DATA PROVIDED:
● ● ●

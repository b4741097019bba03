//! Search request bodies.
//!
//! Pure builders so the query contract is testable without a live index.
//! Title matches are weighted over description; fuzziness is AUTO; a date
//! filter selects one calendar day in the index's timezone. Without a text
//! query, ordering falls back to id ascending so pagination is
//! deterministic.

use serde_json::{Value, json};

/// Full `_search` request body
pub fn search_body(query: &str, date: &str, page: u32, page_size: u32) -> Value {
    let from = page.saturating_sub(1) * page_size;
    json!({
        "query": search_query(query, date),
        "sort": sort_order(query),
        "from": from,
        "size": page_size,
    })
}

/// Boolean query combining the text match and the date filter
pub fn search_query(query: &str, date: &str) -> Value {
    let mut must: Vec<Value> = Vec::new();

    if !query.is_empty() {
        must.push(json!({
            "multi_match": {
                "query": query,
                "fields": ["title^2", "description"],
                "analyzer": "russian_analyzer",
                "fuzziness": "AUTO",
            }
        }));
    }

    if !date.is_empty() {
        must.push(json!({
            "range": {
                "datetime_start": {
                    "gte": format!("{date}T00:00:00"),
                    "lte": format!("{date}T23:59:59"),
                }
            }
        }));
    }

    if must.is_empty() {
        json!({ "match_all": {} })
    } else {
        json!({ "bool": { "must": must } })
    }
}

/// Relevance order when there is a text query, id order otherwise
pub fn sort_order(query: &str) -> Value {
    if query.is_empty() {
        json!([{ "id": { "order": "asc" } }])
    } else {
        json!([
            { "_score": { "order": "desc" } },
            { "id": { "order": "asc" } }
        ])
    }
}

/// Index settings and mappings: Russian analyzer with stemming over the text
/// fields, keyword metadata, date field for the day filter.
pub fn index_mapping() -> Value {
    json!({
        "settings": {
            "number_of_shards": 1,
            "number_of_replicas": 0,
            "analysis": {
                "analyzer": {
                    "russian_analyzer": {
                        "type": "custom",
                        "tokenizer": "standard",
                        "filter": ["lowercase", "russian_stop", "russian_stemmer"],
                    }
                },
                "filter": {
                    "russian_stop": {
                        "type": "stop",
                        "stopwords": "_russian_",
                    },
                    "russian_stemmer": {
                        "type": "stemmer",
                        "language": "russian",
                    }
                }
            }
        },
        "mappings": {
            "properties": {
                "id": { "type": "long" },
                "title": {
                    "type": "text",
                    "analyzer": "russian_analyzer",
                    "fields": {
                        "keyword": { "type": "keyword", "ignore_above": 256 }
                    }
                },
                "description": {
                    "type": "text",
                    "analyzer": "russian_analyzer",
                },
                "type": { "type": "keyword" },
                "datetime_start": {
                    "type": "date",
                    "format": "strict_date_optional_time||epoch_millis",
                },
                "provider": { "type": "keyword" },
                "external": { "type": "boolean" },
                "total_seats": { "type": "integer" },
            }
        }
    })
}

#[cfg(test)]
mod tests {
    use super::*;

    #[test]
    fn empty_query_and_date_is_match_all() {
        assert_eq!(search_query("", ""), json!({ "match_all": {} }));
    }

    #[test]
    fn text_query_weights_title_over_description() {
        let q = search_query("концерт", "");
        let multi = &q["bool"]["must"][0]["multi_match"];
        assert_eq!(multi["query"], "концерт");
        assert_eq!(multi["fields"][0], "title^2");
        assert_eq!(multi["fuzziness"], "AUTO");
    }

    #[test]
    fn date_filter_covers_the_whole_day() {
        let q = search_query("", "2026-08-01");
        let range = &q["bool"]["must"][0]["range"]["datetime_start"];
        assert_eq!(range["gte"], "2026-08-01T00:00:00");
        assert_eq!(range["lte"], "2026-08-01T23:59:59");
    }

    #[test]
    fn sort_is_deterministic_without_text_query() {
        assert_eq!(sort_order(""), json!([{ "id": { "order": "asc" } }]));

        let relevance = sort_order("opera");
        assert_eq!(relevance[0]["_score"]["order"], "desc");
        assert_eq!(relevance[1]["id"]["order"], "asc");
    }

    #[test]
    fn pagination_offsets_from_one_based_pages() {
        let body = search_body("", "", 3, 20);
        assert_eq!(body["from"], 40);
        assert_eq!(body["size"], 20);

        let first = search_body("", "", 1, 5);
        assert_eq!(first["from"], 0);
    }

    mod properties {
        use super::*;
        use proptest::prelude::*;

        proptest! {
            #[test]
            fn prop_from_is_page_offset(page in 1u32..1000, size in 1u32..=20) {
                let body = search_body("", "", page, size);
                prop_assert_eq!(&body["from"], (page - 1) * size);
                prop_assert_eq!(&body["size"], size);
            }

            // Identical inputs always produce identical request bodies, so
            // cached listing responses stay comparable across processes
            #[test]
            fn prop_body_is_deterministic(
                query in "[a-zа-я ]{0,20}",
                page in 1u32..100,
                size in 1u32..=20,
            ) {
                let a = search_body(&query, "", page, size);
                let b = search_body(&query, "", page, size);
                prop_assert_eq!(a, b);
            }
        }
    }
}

● ● ●

HOW TO COMPLETE THIS TASK:
Each record is to be repeated word for word, with none skipped.

WRITTEN RESPONSE:
repository b4741097019bba03
//! Search request bodies.
//!
//! Pure builders so the query contract is testable without a live index.
//! Title matches are weighted over description; fuzziness is AUTO; a date
//! filter selects one calendar day in the index's timezone. Without a text
//! query, ordering falls back to id ascending so pagination is
//! deterministic.

use serde_json::{Value, json};

/// Full `_search` request body
pub fn search_body(query: &str, date: &str, page: u32, page_size: u32) -> Value {
    let from = page.saturating_sub(1) * page_size;
    json!({
        "query": search_query(query, date),
        "sort": sort_order(query),
        "from": from,
        "size": page_size,
    })
}

/// Boolean query combining the text match and the date filter
pub fn search_query(query: &str, date: &str) -> Value {
    let mut must: Vec<Value> = Vec::new();

    if !query.is_empty() {
        must.push(json!({
            "multi_match": {
                "query": query,
                "fields": ["title^2", "description"],
                "analyzer": "russian_analyzer",
                "fuzziness": "AUTO",
            }
        }));
    }

    if !date.is_empty() {
        must.push(json!({
            "range": {
                "datetime_start": {
                    "gte": format!("{date}T00:00:00"),
                    "lte": format!("{date}T23:59:59"),
                }
            }
        }));
    }

    if must.is_empty() {
        json!({ "match_all": {} })
    } else {
        json!({ "bool": { "must": must } })
    }
}

/// Relevance order when there is a text query, id order otherwise
pub fn sort_order(query: &str) -> Value {
    if query.is_empty() {
        json!([{ "id": { "order": "asc" } }])
    } else {
        json!([
            { "_score": { "order": "desc" } },
            { "id": { "order": "asc" } }
        ])
    }
}

/// Index settings and mappings: Russian analyzer with stemming over the text
/// fields, keyword metadata, date field for the day filter.
pub fn index_mapping() -> Value {
    json!({
        "settings": {
            "number_of_shards": 1,
            "number_of_replicas": 0,
            "analysis": {
                "analyzer": {
                    "russian_analyzer": {
                        "type": "custom",
                        "tokenizer": "standard",
                        "filter": ["lowercase", "russian_stop", "russian_stemmer"],
                    }
                },
                "filter": {
                    "russian_stop": {
                        "type": "stop",
                        "stopwords": "_russian_",
                    },
                    "russian_stemmer": {
                        "type": "stemmer",
                        "language": "russian",
                    }
                }
            }
        },
        "mappings": {
            "properties": {
                "id": { "type": "long" },
                "title": {
                    "type": "text",
                    "analyzer": "russian_analyzer",
                    "fields": {
                        "keyword": { "type": "keyword", "ignore_above": 256 }
                    }
                },
                "description": {
                    "type": "text",
                    "analyzer": "russian_analyzer",
                },
                "type": { "type": "keyword" },
                "datetime_start": {
                    "type": "date",
                    "format": "strict_date_optional_time||epoch_millis",
                },
                "provider": { "type": "keyword" },
                "external": { "type": "boolean" },
                "total_seats": { "type": "integer" },
            }
        }
    })
}

#[cfg(test)]
mod tests {
    use super::*;

    #[test]
    fn empty_query_and_date_is_match_all() {
        assert_eq!(search_query("", ""), json!({ "match_all": {} }));
    }

    #[test]
    fn text_query_weights_title_over_description() {
        let q = search_query("концерт", "");
        let multi = &q["bool"]["must"][0]["multi_match"];
        assert_eq!(multi["query"], "концерт");
        assert_eq!(multi["fields"][0], "title^2");
        assert_eq!(multi["fuzziness"], "AUTO");
    }

    #[test]
    fn date_filter_covers_the_whole_day() {
        let q = search_query("", "2026-08-01");
        let range = &q["bool"]["must"][0]["range"]["datetime_start"];
        assert_eq!(range["gte"], "2026-08-01T00:00:00");
        assert_eq!(range["lte"], "2026-08-01T23:59:59");
    }

    #[test]
    fn sort_is_deterministic_without_text_query() {
        assert_eq!(sort_order(""), json!([{ "id": { "order": "asc" } }]));

        let relevance = sort_order("opera");
        assert_eq!(relevance[0]["_score"]["order"], "desc");
        assert_eq!(relevance[1]["id"]["order"], "asc");
    }

    #[test]
    fn pagination_offsets_from_one_based_pages() {
        let body = search_body("", "", 3, 20);
        assert_eq!(body["from"], 40);
        assert_eq!(body["size"], 20);

        let first = search_body("", "", 1, 5);
        assert_eq!(first["from"], 0);
    }

    mod properties {
        use super::*;
        use proptest::prelude::*;

        proptest! {
            #[test]
            fn prop_from_is_page_offset(page in 1u32..1000, size in 1u32..=20) {
                let body = search_body("", "", page, size);
                prop_assert_eq!(&body["from"], (page - 1) * size);
                prop_assert_eq!(&body["size"], size);
            }

            // Identical inputs always produce identical request bodies, so
            // cached listing responses stay comparable across processes
            #[test]
            fn prop_body_is_deterministic(
                query in "[a-zа-я ]{0,20}",
                page in 1u32..100,
                size in 1u32..=20,
            ) {
                let a = search_body(&query, "", page, size);
                let b = search_body(&query, "", page, size);
                prop_assert_eq!(a, b);
            }
        }
    }
}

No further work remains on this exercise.